Luke 15 is a chapter for our day. It speaks to the religious, and irreligious; the one who knows he’s lost, and the one who doesn’t. It makes us face up to the reality of our lives. It shows us the terror of what it is to be lost and the glory of what it is to be found. It tells us of the wonder of a God who comes down to rescue, and man’s response to God. It should move us as a church that the people around us are lost, without hope and without God.
The other day I found myself in the City of London and my phone battery had died. I was confident that I knew where I was going. I was slightly smug that I could find my way around central London without needing a phone. It was only after walking 20 minutes and seeing buildings for the third time around I began to realise that my confidence might have been misplaced. I asked a shop worker about the street I was looking for but they barely spoke English and were no help. There was no A-Z (those under 40 won’t know what that is) that I could buy in the newsagents I passed.
It took me a while to awake to the realisation that I was lost. I didn’t want to admit it, but I was. There was something humbling, dare I say humiliating about it. I’d lived in this city for 25 years and yet did not know where I was.

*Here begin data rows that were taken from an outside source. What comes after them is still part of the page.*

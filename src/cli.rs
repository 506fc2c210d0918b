//! Command line entry points.

use clap::{Parser, Subcommand};

#[derive(Debug, Parser)]
#[command(name = "postal-locations")]
#[command(about = "Indonesian postal location store")]
#[command(version)]
pub struct Cli {
    #[command(subcommand)]
    pub command: Option<Command>,
}

#[derive(Debug, Clone, Copy, PartialEq, Eq, Subcommand)]
pub enum Command {
    /// Run the HTTP service (default)
    Serve,

    /// Insert the hardcoded example row into the configured database and exit
    SeedExample,
}

impl Cli {
    pub fn command(&self) -> Command {
        self.command.unwrap_or(Command::Serve)
    }
}

#[cfg(test)]
mod tests {
    use super::*;

    #[test]
    fn test_defaults_to_serve() {
        let cli = Cli::try_parse_from(["postal-locations"]).unwrap();
        assert_eq!(cli.command(), Command::Serve);
    }

    #[test]
    fn test_seed_example_subcommand() {
        let cli = Cli::try_parse_from(["postal-locations", "seed-example"]).unwrap();
        assert_eq!(cli.command(), Command::SeedExample);
    }

    #[test]
    fn test_rejects_unknown_subcommand() {
        assert!(Cli::try_parse_from(["postal-locations", "drop-all"]).is_err());
    }
}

One writer has said that for the first time in history there is a generation growing up that will never say in a response to a question, “I don’t know”; instead, they will just google the answer. In the same way, technology has moved at such a pace that no one has a Sat Nav anymore, but they just use their phone with Google maps and different apps to help them find their way. No one need ever be lost again because of technology- of course, that is if the technology works.
My issue was the realisation that I had been lost all this time, but I didn’t realise it. I was so confident in my own ability and rightness, an assurance that I knew the way – I was utterly blind to my lostness.
I think we see this in our culture consistently. In so many ways, our world thinks that it knows better than previous generations. It clearly displays what CS Lewis called ‘chronological snobbery’. However, there is rarely any awareness of lostness. There is little recognition in our culture of where we have come from, where we are, or where we are going. There is a refusal to admit that we might be lost. There are millions of people in our city blind to their lostness.
The word lost conjures lots of distressing images. The child in the supermarket separated from his mother in floods of tears. The driver in an unfamiliar city having no idea where he is. We talk of being lost in our thoughts, that is someone being so focussed in one’s thoughts that they are no longer paying attention to their surroundings.